Considering the findings from the University of Michigans "Monitoring the Future" study (1995), the perceived harmfulness of a drug is an important determinant of whether an individual uses or refuses the chemical. As clearly stated within this study, the number of students who view drugs, especially marijuana, as dangerous declined sharply in 1995.
In 1991, 79% of 12th graders within the Michigan study thought that marijuana users run a risk of harming themselves. By 1995, the percentage of those teens who viewed marijuana as a "great risk" dropped significantly, to 61% (Refer to Figure 5).
Examining the changes in drug patterns and perceived risks, there may be several factors leading to the profound reversal of drug use and the decrease in viewing marijuana as a dangerous drug.
Here are several reasons...
- Glorification of drug use
- Pro-drug messages from popular bands, advertisements, media, movies, etc.
- Less media coverage highlighting the consequences of drug use
- Romanticism of the "good old days," the 60s
- Denial that marijuana is easy to obtain
- Denial that marijuana is a threat to children
- Failure to talk about the dangers of marijuana until its too late
- Ignorance of the increase in marijuana potency
- Inconsistent or lack of warning messages about marijuana
A parents attitude toward marijuana is shaped by his or her past use and experience with pot. If parents did not experience major consequences of their own marijuana use, they may minimize the risks of use and fail to convey appropriate and consistent warning messages to their children. With their own history of use, parents may feel uncomfortable confronting and discussing the risks of marijuana use with their children. According to several national surveys, parents who have tried drugs themselves often are unaware that their children are experimenting with drugs and less likely to perceive teen marijuana use as a crisis (Refer to Figure 6).

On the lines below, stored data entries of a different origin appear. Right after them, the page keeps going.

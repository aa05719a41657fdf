//! Differential enrichment between two treatment libraries on their union islands.
//!
//! Both libraries' tags are counted on every union island and each island is tested
//! in both directions, A against B scaled by the library size ratio and B against A
//! scaled by its inverse. The two directions are corrected independently across the
//! whole genome by [`correct_differential_genome_wide`].

use isle_core::models::{DifferentialIsland, Read, UnionIsland};

use crate::associate::IslandIndex;
use crate::fdr::benjamini_hochberg;
use crate::poisson::enrichment_pvalue;
use crate::statistics::{Correlation, pearson, spearman};

/// Stands in for a zero reference count, and is added to both sides of fold changes.
pub const DIFFERENTIAL_PSEUDOCOUNT: f64 = 1.0;

/// Normalized counts are per million library reads.
pub const PER_MILLION: f64 = 1e6;

///
/// Sizes of the two libraries being compared.
///
#[derive(Debug, Clone, Copy, PartialEq)]
pub struct LibraryScaling {
    pub library_size_a: u64,
    pub library_size_b: u64,
}

impl LibraryScaling {
    /// Library size of A over library size of B.
    pub fn scaling_factor(&self) -> f64 {
        if self.library_size_b == 0 {
            return 1.0;
        }
        self.library_size_a as f64 / self.library_size_b as f64
    }
}

///
/// Direction of a differential call.
///
#[derive(Debug, Clone, Copy, PartialEq, Eq, Hash)]
pub enum Direction {
    /// Enriched in library A relative to B.
    Increased,
    /// Enriched in library B relative to A.
    Decreased,
}

impl Direction {
    /// The corrected significance this direction is filtered on.
    pub fn fdr(&self, island: &DifferentialIsland) -> f64 {
        match self {
            Direction::Increased => island.fdr_a_vs_b,
            Direction::Decreased => island.fdr_b_vs_a,
        }
    }

    pub fn label(&self) -> &'static str {
        match self {
            Direction::Increased => "increased",
            Direction::Decreased => "decreased",
        }
    }
}

///
/// Pearson and Spearman correlation of the two libraries' per-million counts over
/// all union islands. `None` where the correlation is undefined.
///
#[derive(Debug, Clone, Copy, PartialEq, Default)]
pub struct LibraryCorrelation {
    pub pearson: Option<Correlation>,
    pub spearman: Option<Correlation>,
}

///
/// P-value of `observed` tags against `reference` tags scaled by `scaling_factor`.
///
/// A zero reference count is replaced by `pseudocount`.
///
pub fn pairwise_pvalue(observed: u32, reference: u32, scaling_factor: f64, pseudocount: f64) -> f64 {
    let expected = if reference > 0 {
        reference as f64 * scaling_factor
    } else {
        pseudocount * scaling_factor
    };
    enrichment_pvalue(observed, expected)
}

///
/// Count both libraries on the union islands of one chromosome and test each island.
///
/// The FDR fields are left at 1 until [`correct_differential_genome_wide`] runs.
///
/// # Arguments
/// - union: union islands of one chromosome, sorted and non-overlapping
/// - reads_a: library A reads of that chromosome
/// - reads_b: library B reads of that chromosome
/// - fragment_size: fragment size for tag shifting
/// - chrom_length: chromosome length, for tag clamping
/// - scaling: library sizes
///
pub fn compare_libraries(
    union: &[UnionIsland],
    reads_a: &[Read],
    reads_b: &[Read],
    fragment_size: u32,
    chrom_length: u32,
    scaling: &LibraryScaling,
) -> Vec<DifferentialIsland> {
    let index = IslandIndex::new(union);
    let counts_a = index.count_reads(reads_a, fragment_size, chrom_length);
    let counts_b = index.count_reads(reads_b, fragment_size, chrom_length);
    let factor = scaling.scaling_factor();

    union
        .iter()
        .zip(counts_a)
        .zip(counts_b)
        .map(|((island, count_a), count_b)| {
            let a = count_a as f64 + DIFFERENTIAL_PSEUDOCOUNT;
            let b = count_b as f64 + DIFFERENTIAL_PSEUDOCOUNT;
            DifferentialIsland {
                island: island.clone(),
                count_a,
                norm_count_a: per_million(count_a, scaling.library_size_a),
                count_b,
                norm_count_b: per_million(count_b, scaling.library_size_b),
                fc_a_vs_b: (a / b) / factor,
                p_a_vs_b: pairwise_pvalue(count_a, count_b, factor, DIFFERENTIAL_PSEUDOCOUNT),
                fdr_a_vs_b: 1.0,
                fc_b_vs_a: (b / a) * factor,
                p_b_vs_a: pairwise_pvalue(count_b, count_a, 1.0 / factor, DIFFERENTIAL_PSEUDOCOUNT),
                fdr_b_vs_a: 1.0,
            }
        })
        .collect()
}

fn per_million(count: u32, library_size: u64) -> f64 {
    if library_size == 0 {
        return 0.0;
    }
    count as f64 / library_size as f64 * PER_MILLION
}

///
/// Independent Benjamini-Hochberg corrections of both directions over every
/// chromosome's union islands, given in genome order.
///
pub fn correct_differential_genome_wide<'a, I>(chroms: I)
where
    I: IntoIterator<Item = &'a mut Vec<DifferentialIsland>>,
{
    let mut chroms: Vec<&'a mut Vec<DifferentialIsland>> = chroms.into_iter().collect();

    let (p_a_vs_b, p_b_vs_a): (Vec<f64>, Vec<f64>) = chroms
        .iter()
        .flat_map(|islands| islands.iter().map(|island| (island.p_a_vs_b, island.p_b_vs_a)))
        .unzip();
    let fdr_a_vs_b = benjamini_hochberg(&p_a_vs_b);
    let fdr_b_vs_a = benjamini_hochberg(&p_b_vs_a);

    for ((island, a_vs_b), b_vs_a) in chroms
        .iter_mut()
        .flat_map(|islands| islands.iter_mut())
        .zip(fdr_a_vs_b)
        .zip(fdr_b_vs_a)
    {
        island.fdr_a_vs_b = a_vs_b;
        island.fdr_b_vs_a = b_vs_a;
    }
}

///
/// Correlation of the per-million counts of the two libraries.
///
pub fn library_correlation<'a, I>(islands: I) -> LibraryCorrelation
where
    I: IntoIterator<Item = &'a DifferentialIsland>,
{
    let (a, b): (Vec<f64>, Vec<f64>) = islands
        .into_iter()
        .map(|island| (island.norm_count_a, island.norm_count_b))
        .unzip();
    LibraryCorrelation {
        pearson: pearson(&a, &b),
        spearman: spearman(&a, &b),
    }
}

///
/// Islands significant in `direction` at `false_discovery_rate`.
///
pub fn filter_by_direction(
    islands: &[DifferentialIsland],
    direction: Direction,
    false_discovery_rate: f64,
) -> Vec<DifferentialIsland> {
    islands
        .iter()
        .filter(|island| direction.fdr(island) <= false_discovery_rate)
        .cloned()
        .collect()
}
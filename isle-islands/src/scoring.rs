//! Eligibility filtering and Poisson scoring of tag-count windows.

use isle_core::models::{ScoredWindow, Window};

use crate::poisson::poisson_pmf;

/// Probabilities below this are treated as underflow.
pub const PROBABILITY_FLOOR: f64 = 1e-250;

/// Score assigned to windows whose probability underflows.
pub const SCORE_CEILING: f64 = 1000.0;

///
/// Score of a window holding `count` tags when `expected` tags are expected: `-ln P(X = count)`.
///
/// Clamped to [`SCORE_CEILING`] when the probability falls under [`PROBABILITY_FLOOR`],
/// so the result is always finite.
///
pub fn window_score(count: u32, expected: f64) -> f64 {
    let probability = poisson_pmf(count as u64, expected);
    if probability < PROBABILITY_FLOOR {
        SCORE_CEILING
    } else {
        -probability.ln()
    }
}

///
/// Drop windows with fewer than `min_count` tags and score the rest.
///
/// A window whose score is not strictly positive is also dropped, even when its count
/// passed. Input order is kept.
///
/// # Arguments
/// - windows: windows of one chromosome, ordered by start
/// - min_count: minimum tag count for a window to be eligible
/// - expected: genome-wide average tags per window
///
pub fn filter_and_score_windows(
    windows: &[Window],
    min_count: u32,
    expected: f64,
) -> Vec<ScoredWindow> {
    windows
        .iter()
        .filter(|window| window.count >= min_count)
        .filter_map(|window| {
            let score = window_score(window.count, expected);
            (score > 0.0).then(|| ScoredWindow {
                window: window.clone(),
                score,
            })
        })
        .collect()
}

#[cfg(test)]
mod tests {
    use super::*;

    use pretty_assertions::assert_eq;
    use rstest::*;

    fn window(start: u32, count: u32) -> Window {
        Window {
            chrom: "chr1".to_string(),
            start,
            end: start + 199,
            count,
        }
    }

    #[rstest]
    fn test_window_score() {
        let expected = -poisson_pmf(5, 2.0).ln();
        assert_eq!(window_score(5, 2.0), expected);
        assert!(window_score(5, 2.0) > 0.0);
    }

    #[rstest]
    fn test_window_score_underflow_is_clamped() {
        assert_eq!(window_score(2000, 1.0), SCORE_CEILING);
    }

    #[rstest]
    fn test_filter_and_score_windows() {
        let windows = vec![window(0, 5), window(200, 1), window(400, 7)];
        let scored = filter_and_score_windows(&windows, 5, 2.0);

        assert_eq!(scored.len(), 2);
        assert_eq!(scored[0].window, windows[0]);
        assert_eq!(scored[0].score, -poisson_pmf(5, 2.0).ln());
        assert_eq!(scored[1].window, windows[2]);
        assert_eq!(scored[1].score, -poisson_pmf(7, 2.0).ln());
    }

    #[rstest]
    fn test_zero_score_is_ineligible() {
        // P(X = 0 | lambda = 0) = 1, so the score is exactly 0
        let windows = vec![window(0, 0)];
        assert!(filter_and_score_windows(&windows, 0, 0.0).is_empty());
    }

    #[rstest]
    fn test_empty_input() {
        assert!(filter_and_score_windows(&[], 1, 2.0).is_empty());
    }
}
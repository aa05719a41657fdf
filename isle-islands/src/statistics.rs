//! Correlation between two libraries' island counts.

use statrs::distribution::{ContinuousCDF, StudentsT};

use crate::fdr::rank_average;

///
/// A correlation coefficient with its two-sided p-value.
///
#[derive(Debug, Clone, Copy, PartialEq)]
pub struct Correlation {
    pub coefficient: f64,
    pub p_value: f64,
}

///
/// Pearson correlation of `x` and `y`.
///
/// Returns `None` when there are fewer than three pairs or either side is constant.
/// The p-value tests against zero correlation with a Student's t statistic on
/// `n - 2` degrees of freedom.
///
pub fn pearson(x: &[f64], y: &[f64]) -> Option<Correlation> {
    let n = x.len().min(y.len());
    if n < 3 {
        return None;
    }
    let (x, y) = (&x[..n], &y[..n]);

    let mean_x = x.iter().sum::<f64>() / n as f64;
    let mean_y = y.iter().sum::<f64>() / n as f64;

    let mut covariance = 0.0;
    let mut variance_x = 0.0;
    let mut variance_y = 0.0;
    for (a, b) in x.iter().zip(y) {
        let dx = a - mean_x;
        let dy = b - mean_y;
        covariance += dx * dy;
        variance_x += dx * dx;
        variance_y += dy * dy;
    }
    if variance_x == 0.0 || variance_y == 0.0 {
        return None;
    }

    let coefficient = (covariance / (variance_x * variance_y).sqrt()).clamp(-1.0, 1.0);
    Some(Correlation {
        coefficient,
        p_value: correlation_pvalue(coefficient, n),
    })
}

///
/// Spearman rank correlation: Pearson correlation of the average ranks.
///
pub fn spearman(x: &[f64], y: &[f64]) -> Option<Correlation> {
    let n = x.len().min(y.len());
    pearson(&rank_average(&x[..n]), &rank_average(&y[..n]))
}

fn correlation_pvalue(coefficient: f64, n: usize) -> f64 {
    let freedom = (n - 2) as f64;
    let remainder = 1.0 - coefficient * coefficient;
    if remainder <= 0.0 {
        return 0.0;
    }
    let t = coefficient * (freedom / remainder).sqrt();
    match StudentsT::new(0.0, 1.0, freedom) {
        Ok(distribution) => (2.0 * distribution.sf(t.abs())).min(1.0),
        Err(_) => 1.0,
    }
}
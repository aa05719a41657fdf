//! Per-chromosome stage results.

use fxhash::FxHashMap;

///
/// Values keyed by chromosome, iterated in the genome's chromosome order regardless
/// of the order they were produced in.
///
#[derive(Debug, Clone, PartialEq)]
pub struct PerChrom<T> {
    chroms: Vec<String>,
    values: Vec<T>,
    index: FxHashMap<String, usize>,
}

impl<T> Default for PerChrom<T> {
    fn default() -> Self {
        PerChrom {
            chroms: Vec::new(),
            values: Vec::new(),
            index: FxHashMap::default(),
        }
    }
}

impl<T> PerChrom<T> {
    ///
    /// Build from `(chrom, value)` pairs already in genome order.
    ///
    pub fn from_ordered(entries: Vec<(String, T)>) -> Self {
        let mut store = PerChrom::default();
        for (chrom, value) in entries {
            store.push(chrom, value);
        }
        store
    }

    ///
    /// Append a chromosome at the end of the order. Replaces the value if the
    /// chromosome is already present.
    ///
    pub fn push(&mut self, chrom: String, value: T) {
        match self.index.get(&chrom) {
            Some(&position) => self.values[position] = value,
            None => {
                self.index.insert(chrom.clone(), self.values.len());
                self.chroms.push(chrom);
                self.values.push(value);
            }
        }
    }

    pub fn get(&self, chrom: &str) -> Option<&T> {
        self.index.get(chrom).map(|&position| &self.values[position])
    }

    pub fn get_mut(&mut self, chrom: &str) -> Option<&mut T> {
        self.index
            .get(chrom)
            .map(|&position| &mut self.values[position])
    }

    pub fn chroms(&self) -> &[String] {
        &self.chroms
    }

    pub fn len(&self) -> usize {
        self.values.len()
    }

    pub fn is_empty(&self) -> bool {
        self.values.is_empty()
    }

    pub fn iter(&self) -> impl Iterator<Item = (&str, &T)> {
        self.chroms
            .iter()
            .map(String::as_str)
            .zip(self.values.iter())
    }

    pub fn iter_mut(&mut self) -> impl Iterator<Item = (&str, &mut T)> {
        self.chroms
            .iter()
            .map(String::as_str)
            .zip(self.values.iter_mut())
    }

    pub fn values(&self) -> impl Iterator<Item = &T> {
        self.values.iter()
    }

    pub fn values_mut(&mut self) -> impl Iterator<Item = &mut T> {
        self.values.iter_mut()
    }

    pub fn map<U, F>(&self, mut f: F) -> PerChrom<U>
    where
        F: FnMut(&str, &T) -> U,
    {
        PerChrom {
            chroms: self.chroms.clone(),
            values: self.iter().map(|(chrom, value)| f(chrom, value)).collect(),
            index: self.index.clone(),
        }
    }
}

impl<T> PerChrom<Vec<T>> {
    /// Number of items over all chromosomes.
    pub fn total_len(&self) -> usize {
        self.values.iter().map(Vec::len).sum()
    }

    /// All items, chromosome by chromosome in genome order.
    pub fn flatten(&self) -> impl Iterator<Item = &T> {
        self.values.iter().flatten()
    }
}

#[cfg(test)]
mod tests {
    use super::*;

    use pretty_assertions::assert_eq;
    use rstest::*;

    #[rstest]
    fn test_order_is_insertion_order() {
        let store = PerChrom::from_ordered(vec![
            ("chr2".to_string(), vec![1, 2]),
            ("chr1".to_string(), vec![3]),
            ("chrX".to_string(), vec![]),
        ]);

        let chroms: Vec<&str> = store.iter().map(|(chrom, _)| chrom).collect();
        assert_eq!(chroms, vec!["chr2", "chr1", "chrX"]);
        assert_eq!(store.get("chr1"), Some(&vec![3]));
        assert_eq!(store.get("chr3"), None);
        assert_eq!(store.total_len(), 3);
        assert_eq!(store.flatten().copied().collect::<Vec<i32>>(), vec![1, 2, 3]);
    }

    #[rstest]
    fn test_push_replaces_existing() {
        let mut store = PerChrom::default();
        store.push("chr1".to_string(), 1);
        store.push("chr2".to_string(), 2);
        store.push("chr1".to_string(), 10);

        assert_eq!(store.len(), 2);
        assert_eq!(store.chroms(), &["chr1".to_string(), "chr2".to_string()]);
        assert_eq!(store.get("chr1"), Some(&10));
    }

    #[rstest]
    fn test_map_and_mutation() {
        let mut store = PerChrom::from_ordered(vec![("chr1".to_string(), 2), ("chr2".to_string(), 3)]);
        for value in store.values_mut() {
            *value *= 10;
        }
        if let Some(value) = store.get_mut("chr2") {
            *value += 1;
        }
        let labels = store.map(|chrom, value| format!("{}:{}", chrom, value));
        assert_eq!(
            labels.values().cloned().collect::<Vec<String>>(),
            vec!["chr1:20".to_string(), "chr2:31".to_string()]
        );
    }
}
//! Partition a chromosome into fixed-width windows and count the tags in each.

use crate::models::{Read, Window};

///
/// Tag-containing windows of one chromosome, in start order.
///
#[derive(Debug, Clone, Default, PartialEq)]
pub struct ChromWindows {
    pub windows: Vec<Window>,
    /// Tags that landed in a retained window.
    pub total_tags: u64,
}

///
/// Bin the tag positions of `reads` into windows `[k*W, k*W + W - 1]`.
///
/// Windows without tags are not materialized. The last window of a chromosome is
/// dropped when it would reach past the chromosome end, together with its tags.
///
/// # Arguments
/// - reads: reads of a single chromosome, in any order
/// - chrom: name of that chromosome
/// - chrom_length: its length in bp
/// - fragment_size: fragment size used to shift reads to their tag position
/// - window_size: window width in bp
///
pub fn generate_windows(
    reads: &[Read],
    chrom: &str,
    chrom_length: u32,
    fragment_size: u32,
    window_size: u32,
) -> ChromWindows {
    let mut positions: Vec<u32> = reads
        .iter()
        .map(|read| read.tag_position(fragment_size, chrom_length))
        .collect();
    positions.sort_unstable();

    let mut windows: Vec<Window> = Vec::new();
    let mut total_tags = 0u64;

    let mut push_window = |start: u32, count: u32| {
        let end = start as u64 + window_size as u64 - 1;
        if end < chrom_length as u64 {
            windows.push(Window {
                chrom: chrom.to_string(),
                start,
                end: end as u32,
                count,
            });
            total_tags += count as u64;
        }
    };

    let mut current: Option<(u32, u32)> = None;
    for position in positions {
        let start = (position / window_size) * window_size;
        current = match current {
            Some((current_start, count)) if current_start == start => Some((start, count + 1)),
            Some((current_start, count)) => {
                push_window(current_start, count);
                Some((start, 1))
            }
            None => Some((start, 1)),
        };
    }
    if let Some((current_start, count)) = current {
        push_window(current_start, count);
    }

    ChromWindows {
        windows,
        total_tags,
    }
}

#[cfg(test)]
mod tests {
    use super::*;
    use crate::models::Strand;

    use pretty_assertions::assert_eq;
    use rstest::*;

    fn forward_read(start: u32) -> Read {
        Read {
            chrom: "chr1".to_string(),
            start,
            end: start + 25,
            name: "r".to_string(),
            score: 0,
            strand: Strand::Forward,
        }
    }

    #[rstest]
    fn test_generate_windows() {
        // fragment 0 means the tag sits on the read start
        let reads = vec![
            forward_read(10),
            forward_read(199),
            forward_read(450),
            forward_read(205),
            forward_read(20),
        ];

        let result = generate_windows(&reads, "chr1", 1000, 0, 200);
        assert_eq!(
            result.windows,
            vec![
                Window {
                    chrom: "chr1".to_string(),
                    start: 0,
                    end: 199,
                    count: 3
                },
                Window {
                    chrom: "chr1".to_string(),
                    start: 200,
                    end: 399,
                    count: 1
                },
                Window {
                    chrom: "chr1".to_string(),
                    start: 400,
                    end: 599,
                    count: 1
                },
            ]
        );
        assert_eq!(result.total_tags, 5);
    }

    #[rstest]
    fn test_last_partial_window_is_dropped() {
        let reads = vec![forward_read(100), forward_read(910)];

        let result = generate_windows(&reads, "chr1", 950, 0, 200);
        assert_eq!(result.windows.len(), 1);
        assert_eq!(result.windows[0].start, 0);
        assert_eq!(result.total_tags, 1);
    }

    #[rstest]
    fn test_no_reads_no_windows() {
        let result = generate_windows(&[], "chr1", 1000, 150, 200);
        assert!(result.windows.is_empty());
        assert_eq!(result.total_tags, 0);
    }
}
use std::ffi::OsStr;
use std::fs::File;
use std::io::prelude::*;
use std::io::BufReader;
use std::path::Path;

use flate2::read::MultiGzDecoder;

use crate::errors::CoreError;

///
/// Get a reader for either a gzip'd or non-gzip'd file.
///
/// # Arguments
///
/// - path: path to the file to read
///
pub fn get_dynamic_reader(path: &Path) -> Result<BufReader<Box<dyn Read>>, CoreError> {
    let is_gzipped = path.extension() == Some(OsStr::new("gz"));
    let file = File::open(path)
        .map_err(|e| CoreError::FileReadError(format!("{}: {}", path.display(), e)))?;
    let file: Box<dyn Read> = match is_gzipped {
        true => Box::new(MultiGzDecoder::new(file)),
        false => Box::new(file),
    };

    let reader = BufReader::new(file);

    Ok(reader)
}

///
/// File name without directories and without any extensions,
/// e.g. `/data/H3K27me3.bed.gz` -> `H3K27me3`.
///
pub fn remove_all_extensions(path: &Path) -> String {
    let file_name = path
        .file_name()
        .map(|name| name.to_string_lossy().to_string())
        .unwrap_or_default();

    match file_name.split_once('.') {
        Some((stem, _)) if !stem.is_empty() => stem.to_string(),
        _ => file_name,
    }
}

#[cfg(test)]
mod tests {
    use super::*;

    use pretty_assertions::assert_eq;
    use rstest::*;
    use std::io::Write;

    use flate2::Compression;
    use flate2::write::GzEncoder;

    #[rstest]
    #[case("/data/H3K27me3.bed.gz", "H3K27me3")]
    #[case("treatment.bed", "treatment")]
    #[case("reads", "reads")]
    fn test_remove_all_extensions(#[case] path: &str, #[case] expected: &str) {
        assert_eq!(remove_all_extensions(Path::new(path)), expected);
    }

    #[rstest]
    fn test_dynamic_reader_reads_gzip() {
        let dir = tempfile::tempdir().unwrap();
        let path = dir.path().join("reads.bed.gz");

        let mut encoder = GzEncoder::new(File::create(&path).unwrap(), Compression::default());
        encoder.write_all(b"chr1\t0\t25\tr1\t0\t+\n").unwrap();
        encoder.finish().unwrap();

        let lines: Vec<String> = get_dynamic_reader(&path)
            .unwrap()
            .lines()
            .collect::<Result<_, _>>()
            .unwrap();
        assert_eq!(lines, vec!["chr1\t0\t25\tr1\t0\t+".to_string()]);
    }

    #[rstest]
    fn test_dynamic_reader_missing_file() {
        let result = get_dynamic_reader(Path::new("does/not/exist.bed"));
        assert!(matches!(result, Err(CoreError::FileReadError(_))));
    }
}
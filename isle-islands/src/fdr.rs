//! Benjamini-Hochberg correction.

///
/// 1-based ranks of `values` in ascending order. Tied values share the mean of the
/// ranks they span.
///
pub fn rank_average(values: &[f64]) -> Vec<f64> {
    let mut order: Vec<usize> = (0..values.len()).collect();
    order.sort_by(|&a, &b| values[a].total_cmp(&values[b]));

    let mut ranks = vec![0.0; values.len()];
    let mut i = 0;
    while i < order.len() {
        let mut j = i;
        while j + 1 < order.len() && values[order[j + 1]] == values[order[i]] {
            j += 1;
        }
        // positions i..=j hold ranks i+1..=j+1
        let rank = (i + j + 2) as f64 / 2.0;
        for &index in &order[i..=j] {
            ranks[index] = rank;
        }
        i = j + 1;
    }
    ranks
}

///
/// Benjamini-Hochberg adjusted significance, `min(1, p * N / rank(p))`, in input order.
///
/// Each value is adjusted against its own rank only; no cumulative minimum is taken.
///
pub fn benjamini_hochberg(pvalues: &[f64]) -> Vec<f64> {
    let total = pvalues.len() as f64;
    pvalues
        .iter()
        .zip(rank_average(pvalues))
        .map(|(&p, rank)| (p * total / rank).min(1.0))
        .collect()
}

#[cfg(test)]
mod tests {
    use super::*;

    use pretty_assertions::assert_eq;
    use rstest::*;

    #[rstest]
    fn test_rank_average_with_ties() {
        assert_eq!(rank_average(&[0.5, 0.01, 0.2, 0.01]), vec![4.0, 1.5, 3.0, 1.5]);
        assert_eq!(rank_average(&[1.0, 1.0, 1.0]), vec![2.0, 2.0, 2.0]);
        assert!(rank_average(&[]).is_empty());
    }

    #[rstest]
    fn test_benjamini_hochberg() {
        let corrected = benjamini_hochberg(&[0.5, 0.01, 0.2, 0.01]);
        let expected = [0.5, 0.01 * 4.0 / 1.5, 0.2 * 4.0 / 3.0, 0.01 * 4.0 / 1.5];
        for (actual, expected) in corrected.iter().zip(expected) {
            assert!((actual - expected).abs() < 1e-15);
        }
        assert_eq!(corrected[1], corrected[3]);
    }

    #[rstest]
    fn test_corrected_is_bounded() {
        let pvalues = [0.9, 0.04, 0.3, 1.0, 0.8, 0.001, 0.04];
        let corrected = benjamini_hochberg(&pvalues);
        for (p, q) in pvalues.iter().zip(&corrected) {
            assert!(q >= p);
            assert!(*q <= 1.0);
        }
    }

    #[rstest]
    fn test_reapplying_correction_to_corrected_values() {
        let corrected = benjamini_hochberg(&[0.01, 0.04, 0.03, 0.2]);
        let expected = [0.04, 0.16 / 3.0, 0.06, 0.2];
        for (actual, expected) in corrected.iter().zip(expected) {
            assert!((actual - expected).abs() < 1e-15);
        }

        let again = benjamini_hochberg(&corrected);
        for (q, q_again) in corrected.iter().zip(&again) {
            assert!(q_again >= q);
            assert!(*q_again <= 1.0);
        }
        // the largest value has rank N and is a fixed point
        assert_eq!(again[3], corrected[3]);
        assert_eq!(benjamini_hochberg(&[0.3]), vec![0.3]);
    }

    #[rstest]
    fn test_correction_is_stable_on_saturated_values() {
        let corrected = benjamini_hochberg(&[1.0, 1.0]);
        assert_eq!(benjamini_hochberg(&corrected), corrected);
    }
}
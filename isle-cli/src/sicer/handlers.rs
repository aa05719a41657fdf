use std::path::Path;

use anyhow::{Context, Result};
use clap::ArgMatches;
use log::info;

use isle_core::{GenomeData, ReadSet};
use isle_islands::run_sicer;

use crate::params::config_from_matches;
use crate::writers::{ensure_output_dir, write_sicer_outputs};

pub fn run_sicer_cmd(matches: &ArgMatches) -> Result<()> {
    let treatment = matches
        .get_one::<String>("treatment")
        .expect("A treatment file is required.");
    let control = matches.get_one::<String>("control");
    let chrom_sizes = matches
        .get_one::<String>("chrom-sizes")
        .expect("A chrom.sizes file is required.");
    let output_dir = Path::new(
        matches
            .get_one::<String>("output-dir")
            .expect("output-dir has a default"),
    );

    let config = config_from_matches(matches)?;

    let genome = GenomeData::from_chrom_sizes(chrom_sizes)
        .with_context(|| format!("Failed to read chrom sizes: {}", chrom_sizes))?;
    let treatment_reads = ReadSet::from_bed(treatment, &genome)
        .with_context(|| format!("Failed to read treatment file: {}", treatment))?;
    let control_reads = match control {
        Some(control) => Some(
            ReadSet::from_bed(control, &genome)
                .with_context(|| format!("Failed to read control file: {}", control))?,
        ),
        None => None,
    };

    let output = run_sicer(treatment_reads, control_reads, &genome, &config)?;

    ensure_output_dir(output_dir)?;
    write_sicer_outputs(output_dir, &output, &config)?;

    info!(
        "{}: {} candidate islands",
        output.name,
        output.candidate_islands.total_len()
    );
    if let Some(significant) = &output.significant_islands {
        info!(
            "{}: {} islands at FDR {}",
            output.name,
            significant.total_len(),
            config.false_discovery_rate
        );
    }
    if let Some(reads) = output.significant_read_count() {
        info!("{}: {} reads in significant islands", output.name, reads);
    }

    Ok(())
}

During the '60s, most teens who used marijuana began their use in their late teens or early twenties. Today, children are experimenting with and using marijuana at a younger age. In June 1996, The Department of Health and Human Services reported that the average age of first time marijuana users was 13.9 years. Unfortunately, teens are more likely to suffer negative consequences if they begin their use in early adolescence. Marijuana is more likely to lead to other drugs for first time pre-adolescent and young adolescent users than for older teens.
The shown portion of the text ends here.